= Ann Lund =

Australian journalist

Ann Lund is a journalist based in Brisbane, Australia.

== Biography ==

Lund was born in the UK, is a graduate of Modern English and holds a post graduate diploma in broadcast journalism.

She worked for the BBC as a reporter, producer and presenter in radio and television, and as a specialist reporter for the BBC's political unit "Out of Westminster" in Bristol.

She worked as a lecturer in journalism at the Queensland University of Technology up to 2021.

She was winner of the Outstanding Contribution to Journalism Award at the 2021 Queensland Clarion Awards.

In 2005 she was a lead producer on a team of student journalists at Queensland University of Technology that examined the role of refugees in Australia.

The issue was controversial at the time with much negative association with the so-called illegal immigrants and boat people.

Lund helped coordinate three half-hour documentary-style programs called New Horizons, New Homes that were broadcast on the Brisbane ethnic radio station 4EB in March 2005.

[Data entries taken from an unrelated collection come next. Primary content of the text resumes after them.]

//! Line-clear animation
//!
//! Completed rows flash by swapping their content with a stored snapshot:
//! the first swap shows a highlight row, the next swap restores the original
//! cells, and so on. The step count is always even, so when the animation
//! finishes the board holds the original (full) rows again and the caller
//! collapses them.

use arrayvec::ArrayVec;

use crate::board::{Board, Row};
use crate::types::{Color, BOARD_WIDTH};

/// Colour used for the highlight rows.
pub const HIGHLIGHT: Color = Color::Beige;

/// Result of one animation step
#[derive(Debug, Clone, Copy, PartialEq, Eq)]
pub enum AnimationStep {
    /// Rows were swapped; another step is due.
    Continue,
    /// No steps left; the rows can be collapsed.
    Finished,
}

/// Flash state for up to four completed rows
#[derive(Debug, Clone, PartialEq)]
pub struct LineAnimation {
    /// `(row, stored content)`, bottom row first.
    rows: ArrayVec<(usize, Row), 4>,
    remaining_steps: u8,
}

impl LineAnimation {
    /// Prepare an animation for `rows` (descending order, at most four).
    pub fn new(rows: &[usize]) -> Self {
        assert!(
            !rows.is_empty() && rows.len() <= 4,
            "line animation needs 1..=4 rows, got {}",
            rows.len()
        );
        let highlight = [Some(HIGHLIGHT); BOARD_WIDTH as usize];
        Self {
            rows: rows.iter().map(|&y| (y, highlight)).collect(),
            remaining_steps: Self::steps_for(rows.len()),
        }
    }

    /// Number of swaps for a clear of `count` rows.
    pub fn steps_for(count: usize) -> u8 {
        match count {
            0..=2 => 2,
            3 => 4,
            _ => 6,
        }
    }

    /// Apply one step to the board.
    pub fn step(&mut self, board: &mut Board) -> AnimationStep {
        if self.remaining_steps == 0 {
            return AnimationStep::Finished;
        }
        self.remaining_steps -= 1;
        for (y, stored) in self.rows.iter_mut() {
            *stored = board.replace_row(*y, *stored);
        }
        AnimationStep::Continue
    }

    /// Animated rows, bottom row first.
    pub fn rows(&self) -> impl Iterator<Item = usize> + '_ {
        self.rows.iter().map(|(y, _)| *y)
    }

    pub fn row_count(&self) -> usize {
        self.rows.len()
    }

    pub fn remaining_steps(&self) -> u8 {
        self.remaining_steps
    }
}

#[cfg(test)]
mod tests {
    use super::*;

    fn full_board_row(board: &mut Board, y: i8) {
        for x in 0..BOARD_WIDTH as i8 {
            board.set(x, y, Some(Color::Green));
        }
    }

    #[test]
    fn test_steps_per_row_count() {
        assert_eq!(LineAnimation::steps_for(1), 2);
        assert_eq!(LineAnimation::steps_for(2), 2);
        assert_eq!(LineAnimation::steps_for(3), 4);
        assert_eq!(LineAnimation::steps_for(4), 6);
    }

    #[test]
    fn test_flash_then_restore() {
        let mut board = Board::new();
        full_board_row(&mut board, 19);
        let original = board.clone();

        let mut anim = LineAnimation::new(&[19]);
        assert_eq!(anim.remaining_steps(), 2);

        assert_eq!(anim.step(&mut board), AnimationStep::Continue);
        assert!(board.row(19).iter().all(|c| *c == Some(HIGHLIGHT)));

        assert_eq!(anim.step(&mut board), AnimationStep::Continue);
        assert_eq!(board, original);

        assert_eq!(anim.step(&mut board), AnimationStep::Finished);
        assert_eq!(board, original);
    }

    #[test]
    fn test_four_rows_take_six_steps() {
        let mut board = Board::new();
        for y in 16..20 {
            full_board_row(&mut board, y);
        }
        let mut anim = LineAnimation::new(&[19, 18, 17, 16]);
        assert_eq!(anim.rows().collect::<Vec<_>>(), vec![19, 18, 17, 16]);

        let mut continues = 0;
        while anim.step(&mut board) == AnimationStep::Continue {
            continues += 1;
        }
        assert_eq!(continues, 6);
        for y in 16..20 {
            assert!(board.row_is_complete(y));
            assert_eq!(board.get(0, y as i8), Some(Some(Color::Green)));
        }
    }

    #[test]
    #[should_panic(expected = "1..=4 rows")]
    fn test_empty_rows_panics() {
        LineAnimation::new(&[]);
    }
}
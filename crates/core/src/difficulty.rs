//! Difficulty module - level multiplier and advance interval
//!
//! Every `LEVEL_UP_COUNTDOWN` locked pieces the level multiplier grows by
//! `LEVEL_STEP_TENTHS` and the advance interval shrinks to
//! `INITIAL_TICK_MS / level`. The same multiplier scales every score award.
//!
//! The level is kept in tenths so that `1.0 + 13 * 0.1` is exactly `2.3`.

use std::time::Duration;

use crate::types::{INITIAL_LEVEL_TENTHS, INITIAL_TICK_MS, LEVEL_STEP_TENTHS, LEVEL_UP_COUNTDOWN};

#[derive(Debug, Clone, PartialEq, Eq)]
pub struct Difficulty {
    countdown: u32,
    level_tenths: u32,
    tick_interval: Duration,
}

impl Difficulty {
    pub fn new() -> Self {
        Self::with_level_tenths(INITIAL_LEVEL_TENTHS)
    }

    /// Start at an arbitrary multiplier (in tenths) with a full countdown.
    pub fn with_level_tenths(level_tenths: u32) -> Self {
        assert!(level_tenths > 0, "difficulty level must be positive");
        Self {
            countdown: LEVEL_UP_COUNTDOWN,
            level_tenths,
            tick_interval: Self::interval_for(level_tenths),
        }
    }

    /// `INITIAL_TICK_MS / (tenths / 10)`, rounded to the nanosecond.
    fn interval_for(level_tenths: u32) -> Duration {
        let scaled = INITIAL_TICK_MS * 1_000_000 * 10;
        let tenths = u64::from(level_tenths);
        Duration::from_nanos((scaled + tenths / 2) / tenths)
    }

    /// Record one locked piece. Returns `true` when the level went up.
    pub fn on_piece_locked(&mut self) -> bool {
        if self.countdown <= 1 {
            self.countdown = LEVEL_UP_COUNTDOWN;
            self.level_tenths = self.level_tenths.saturating_add(LEVEL_STEP_TENTHS);
            self.tick_interval = Self::interval_for(self.level_tenths);
            true
        } else {
            self.countdown -= 1;
            false
        }
    }

    /// Locks left before the next level-up.
    pub fn countdown(&self) -> u32 {
        self.countdown
    }

    /// Level multiplier (1.0 at the start).
    pub fn level(&self) -> f32 {
        self.level_tenths as f32 / 10.0
    }

    /// Level multiplier times ten (1.3 -> 13).
    pub fn level_tenths(&self) -> u32 {
        self.level_tenths
    }

    /// Delay between two advances.
    pub fn tick_interval(&self) -> Duration {
        self.tick_interval
    }
}

impl Default for Difficulty {
    fn default() -> Self {
        Self::new()
    }
}

#[cfg(test)]
mod tests {
    use super::*;

    #[test]
    fn test_initial_difficulty() {
        let d = Difficulty::new();
        assert_eq!(d.countdown(), 10);
        assert_eq!(d.level(), 1.0);
        assert_eq!(d.tick_interval(), Duration::from_millis(300));
        assert_eq!(d.level_tenths(), 10);
    }

    #[test]
    fn test_countdown_decrements() {
        let mut d = Difficulty::new();
        assert!(!d.on_piece_locked());
        assert_eq!(d.countdown(), 9);
        assert_eq!(d.level(), 1.0);
    }

    #[test]
    fn test_level_up_after_countdown() {
        let mut d = Difficulty::new();
        let ups = (0..LEVEL_UP_COUNTDOWN)
            .filter(|_| d.on_piece_locked())
            .count();

        assert_eq!(ups, 1);
        assert_eq!(d.countdown(), LEVEL_UP_COUNTDOWN);
        assert_eq!(d.level_tenths(), 11);
        assert!((d.level() - 1.1).abs() < 1e-6);

        // 300ms / 1.1 = 272.727272...ms
        assert_eq!(d.tick_interval(), Duration::from_nanos(272_727_273));
    }

    #[test]
    fn test_level_does_not_drift() {
        let mut d = Difficulty::new();
        for _ in 0..13 * LEVEL_UP_COUNTDOWN {
            d.on_piece_locked();
        }
        assert_eq!(d.level_tenths(), 23);
        // 300ms / 2.3 = 130.434782...ms
        assert_eq!(d.tick_interval(), Duration::from_nanos(130_434_783));

        for _ in 0..7 * LEVEL_UP_COUNTDOWN {
            d.on_piece_locked();
        }
        assert_eq!(d.level_tenths(), 30);
        assert_eq!(d.tick_interval(), Duration::from_millis(100));
    }

    #[test]
    fn test_interval_keeps_shrinking() {
        let mut d = Difficulty::new();
        let mut last = d.tick_interval();
        for _ in 0..5 {
            for _ in 0..LEVEL_UP_COUNTDOWN {
                d.on_piece_locked();
            }
            assert!(d.tick_interval() < last);
            last = d.tick_interval();
        }
        assert_eq!(d.level_tenths(), 15);
        assert_eq!(d.tick_interval(), Duration::from_millis(200));
    }

    #[test]
    fn test_with_level_tenths() {
        let d = Difficulty::with_level_tenths(20);
        assert_eq!(d.tick_interval(), Duration::from_millis(150));
        assert_eq!(d.countdown(), LEVEL_UP_COUNTDOWN);
        assert_eq!(d.level(), 2.0);
    }
}
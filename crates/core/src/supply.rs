//! Supply module - anti-repetition piece randomizer
//!
//! Kinds are drawn uniformly, but a candidate that appears in the last four
//! produced kinds is re-drawn, up to six times. If every re-draw still hits
//! the history, the repeat is accepted so the draw always terminates.
//!
//! The history starts as `Z S Z S`, which keeps the two awkward kinds away
//! from the first few spawns.
//!
//! Randomness comes from a small seeded LCG so that a session can be replayed
//! from its seed.

use crate::types::{PieceKind, SUPPLY_HISTORY_LEN, SUPPLY_MAX_RETRIES};

/// Simple LCG (Linear Congruential Generator) RNG
/// Uses constants from Numerical Recipes
#[derive(Debug, Clone)]
pub struct SimpleRng {
    state: u32,
}

impl SimpleRng {
    /// Create a new RNG with the given seed
    pub fn new(seed: u32) -> Self {
        // Avoid 0 seed which would produce all zeros
        let state = if seed == 0 { 1 } else { seed };
        Self { state }
    }

    /// Generate next random u32
    pub fn next_u32(&mut self) -> u32 {
        self.state = self.state.wrapping_mul(1664525).wrapping_add(1013904223);
        self.state
    }

    /// Generate random value in range [0, max)
    ///
    /// Uses the high bits; the low bits of a power-of-two LCG cycle quickly.
    pub fn next_range(&mut self, max: u32) -> u32 {
        ((self.next_u32() as u64 * max as u64) >> 32) as u32
    }

    pub fn state(&self) -> u32 {
        self.state
    }
}

/// Outcome of a single draw.
#[derive(Debug, Clone, Copy, PartialEq, Eq)]
pub struct Draw {
    pub kind: PieceKind,
    /// All retries hit the history and a recent kind was accepted.
    pub fallback: bool,
}

/// Piece supply with a four-entry history ring
#[derive(Debug, Clone)]
pub struct Supply {
    /// Oldest first, newest last.
    history: [PieceKind; SUPPLY_HISTORY_LEN],
    rng: SimpleRng,
    seed: u32,
    fallbacks: u32,
}

impl Supply {
    /// Create a new supply with the given seed
    pub fn new(seed: u32) -> Self {
        Self {
            history: [PieceKind::Z, PieceKind::S, PieceKind::Z, PieceKind::S],
            rng: SimpleRng::new(seed),
            seed,
            fallbacks: 0,
        }
    }

    /// Draw a kind among the first `max_kinds` kinds.
    ///
    /// Panics unless `1 <= max_kinds <= PieceKind::COUNT`.
    pub fn next_draw(&mut self, max_kinds: usize) -> Draw {
        assert!(
            (1..=PieceKind::COUNT).contains(&max_kinds),
            "max_kinds must be in 1..={}, got {}",
            PieceKind::COUNT,
            max_kinds
        );

        let mut kind = self.candidate(max_kinds);
        let mut retries = 0;
        while retries < SUPPLY_MAX_RETRIES && self.history.contains(&kind) {
            kind = self.candidate(max_kinds);
            retries += 1;
        }

        let fallback = self.history.contains(&kind);
        if fallback {
            self.fallbacks += 1;
        }

        self.history.rotate_left(1);
        self.history[SUPPLY_HISTORY_LEN - 1] = kind;

        Draw { kind, fallback }
    }

    /// Draw a kind among the first `max_kinds` kinds.
    pub fn next(&mut self, max_kinds: usize) -> PieceKind {
        self.next_draw(max_kinds).kind
    }

    /// Draw among all seven kinds.
    pub fn draw(&mut self) -> Draw {
        self.next_draw(PieceKind::COUNT)
    }

    fn candidate(&mut self, max_kinds: usize) -> PieceKind {
        let index = self.rng.next_range(max_kinds as u32) as usize;
        PieceKind::ALL[index]
    }

    /// Recent kinds, oldest first.
    pub fn history(&self) -> [PieceKind; SUPPLY_HISTORY_LEN] {
        self.history
    }

    /// Number of draws that had to accept a recent kind.
    pub fn fallbacks(&self) -> u32 {
        self.fallbacks
    }

    /// Seed the supply was created with.
    pub fn seed(&self) -> u32 {
        self.seed
    }
}

impl Default for Supply {
    fn default() -> Self {
        Self::new(1)
    }
}
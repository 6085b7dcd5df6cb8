//! Piece module - piece patterns and their transformations
//!
//! A piece is an immutable value: a boolean pattern, an origin and a colour.
//! Every transformation (move or rotate) builds and returns a new piece, so the
//! game state always swaps the current piece wholesale.
//!
//! Rotation is a plain transpose of the pattern, with no kick tables and no
//! bounds checking. Whether the result fits on the board is decided by
//! [`crate::Board::is_valid_placement`].
//!
//! Coordinates: `x` grows to the right, `y` grows downwards, and the origin is
//! the top-left cell of the pattern.

use crate::types::{Color, PieceKind, BOARD_WIDTH, MAX_PIECE_SIZE};

/// A boolean pattern of at most 4x4 cells.
///
/// The type is `Copy`: every accessor hands out its own copy and the
/// pattern stored in a [`Piece`] can never be modified through it.
#[derive(Debug, Clone, Copy, PartialEq, Eq, Hash)]
pub struct PieceGrid {
    rows: u8,
    cols: u8,
    cells: [[bool; MAX_PIECE_SIZE]; MAX_PIECE_SIZE],
}

impl PieceGrid {
    /// Build a pattern from row slices.
    ///
    /// Panics when the pattern is empty, ragged, or larger than 4x4.
    pub fn from_rows(rows: &[&[bool]]) -> Self {
        assert!(
            !rows.is_empty() && rows.len() <= MAX_PIECE_SIZE,
            "piece pattern must have 1..={MAX_PIECE_SIZE} rows, got {}",
            rows.len()
        );
        let cols = rows[0].len();
        assert!(
            cols > 0 && cols <= MAX_PIECE_SIZE,
            "piece pattern must have 1..={MAX_PIECE_SIZE} columns, got {cols}"
        );

        let mut cells = [[false; MAX_PIECE_SIZE]; MAX_PIECE_SIZE];
        for (r, row) in rows.iter().enumerate() {
            assert_eq!(row.len(), cols, "ragged piece pattern at row {r}");
            cells[r][..cols].copy_from_slice(row);
        }

        Self {
            rows: rows.len() as u8,
            cols: cols as u8,
            cells,
        }
    }

    /// Canonical spawn pattern for a kind.
    pub fn for_kind(kind: PieceKind) -> Self {
        const X: bool = true;
        const O: bool = false;
        match kind {
            PieceKind::I => Self::from_rows(&[&[X], &[X], &[X], &[X]]),
            PieceKind::J => Self::from_rows(&[&[O, X], &[O, X], &[X, X]]),
            PieceKind::L => Self::from_rows(&[&[X, O], &[X, O], &[X, X]]),
            PieceKind::Z => Self::from_rows(&[&[O, X], &[X, X], &[X, O]]),
            PieceKind::S => Self::from_rows(&[&[X, O], &[X, X], &[O, X]]),
            PieceKind::O => Self::from_rows(&[&[X, X], &[X, X]]),
            PieceKind::T => Self::from_rows(&[&[X, X, X], &[O, X, O]]),
        }
    }

    pub fn rows(&self) -> usize {
        self.rows as usize
    }

    pub fn cols(&self) -> usize {
        self.cols as usize
    }

    /// Cell at (row, col); anything outside the pattern reads as `false`.
    pub fn get(&self, row: usize, col: usize) -> bool {
        row < self.rows() && col < self.cols() && self.cells[row][col]
    }

    /// Occupied `(row, col)` pairs in row-major order.
    pub fn occupied(&self) -> impl Iterator<Item = (usize, usize)> + '_ {
        (0..self.rows())
            .flat_map(move |r| (0..self.cols()).map(move |c| (r, c)))
            .filter(move |&(r, c)| self.cells[r][c])
    }

    /// Number of occupied cells.
    pub fn count(&self) -> usize {
        self.occupied().count()
    }

    /// Rotate 90° clockwise: `new[c][rows-1-r] = old[r][c]`.
    pub fn rotated_right(&self) -> Self {
        let rows = self.rows();
        let mut cells = [[false; MAX_PIECE_SIZE]; MAX_PIECE_SIZE];
        for (r, c) in self.occupied() {
            cells[c][rows - 1 - r] = true;
        }
        Self {
            rows: self.cols,
            cols: self.rows,
            cells,
        }
    }

    /// Rotate 90° counter-clockwise: `new[cols-1-c][r] = old[r][c]`.
    pub fn rotated_left(&self) -> Self {
        let cols = self.cols();
        let mut cells = [[false; MAX_PIECE_SIZE]; MAX_PIECE_SIZE];
        for (r, c) in self.occupied() {
            cells[cols - 1 - c][r] = true;
        }
        Self {
            rows: self.cols,
            cols: self.rows,
            cells,
        }
    }
}

/// A piece: pattern, origin and colour
#[derive(Debug, Clone, Copy, PartialEq, Eq, Hash)]
pub struct Piece {
    kind: PieceKind,
    x: i8,
    y: i8,
    grid: PieceGrid,
    color: Color,
}

/// Spawn column for new pieces (top-centre of the board).
pub const SPAWN_X: i8 = (BOARD_WIDTH as i8 / 2) - 1;

/// Spawn row for new pieces.
pub const SPAWN_Y: i8 = 0;

impl Piece {
    /// Create a piece of `kind` with its canonical pattern at (x, y).
    pub fn new(kind: PieceKind, x: i8, y: i8) -> Self {
        Self {
            kind,
            x,
            y,
            grid: PieceGrid::for_kind(kind),
            color: kind.color(),
        }
    }

    /// Create a piece at the spawn position.
    pub fn spawn(kind: PieceKind) -> Self {
        Self::new(kind, SPAWN_X, SPAWN_Y)
    }

    /// Create a piece with an arbitrary pattern (keeps the kind's colour).
    pub fn with_grid(kind: PieceKind, grid: PieceGrid, x: i8, y: i8) -> Self {
        Self {
            kind,
            x,
            y,
            grid,
            color: kind.color(),
        }
    }

    fn translated(&self, dx: i8, dy: i8) -> Self {
        Self {
            x: self.x + dx,
            y: self.y + dy,
            ..*self
        }
    }

    pub fn move_down(&self) -> Self {
        self.translated(0, 1)
    }

    pub fn move_left(&self) -> Self {
        self.translated(-1, 0)
    }

    pub fn move_right(&self) -> Self {
        self.translated(1, 0)
    }

    /// Clockwise rotation around the origin cell.
    pub fn rotate_right(&self) -> Self {
        Self {
            grid: self.grid.rotated_right(),
            ..*self
        }
    }

    /// Counter-clockwise rotation around the origin cell.
    pub fn rotate_left(&self) -> Self {
        Self {
            grid: self.grid.rotated_left(),
            ..*self
        }
    }

    pub fn kind(&self) -> PieceKind {
        self.kind
    }

    pub fn position(&self) -> (i8, i8) {
        (self.x, self.y)
    }

    pub fn grid(&self) -> PieceGrid {
        self.grid
    }

    pub fn color(&self) -> Color {
        self.color
    }

    /// Pattern height in rows.
    pub fn height(&self) -> usize {
        self.grid.rows()
    }

    /// Pattern width in columns.
    pub fn width(&self) -> usize {
        self.grid.cols()
    }

    /// Absolute board coordinates `(x, y)` of every occupied cell.
    pub fn cells(&self) -> impl Iterator<Item = (i8, i8)> + '_ {
        self.grid
            .occupied()
            .map(move |(r, c)| (self.x + c as i8, self.y + r as i8))
    }
}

The programs won the "Best Radio" category in the United Nations Association of Australia (Victoria Division) Peace Awards in 2005.

The judges found the series to be a major undertaking, showing commendable initiative in conception and production. The program was found to be highly educational, and demonstrated a lack of knowledge in the community while highlighting the importance of dissemination of proper information to the public.

Lund is married to fellow Australian journalist Michael Lund.

==Awards==
- Queensland Clarion Awards 2021, Outstanding Contribution to Journalism
- United Nations Association of Australia Peace Award 2005, Best Radio "New Horizons, New Homes"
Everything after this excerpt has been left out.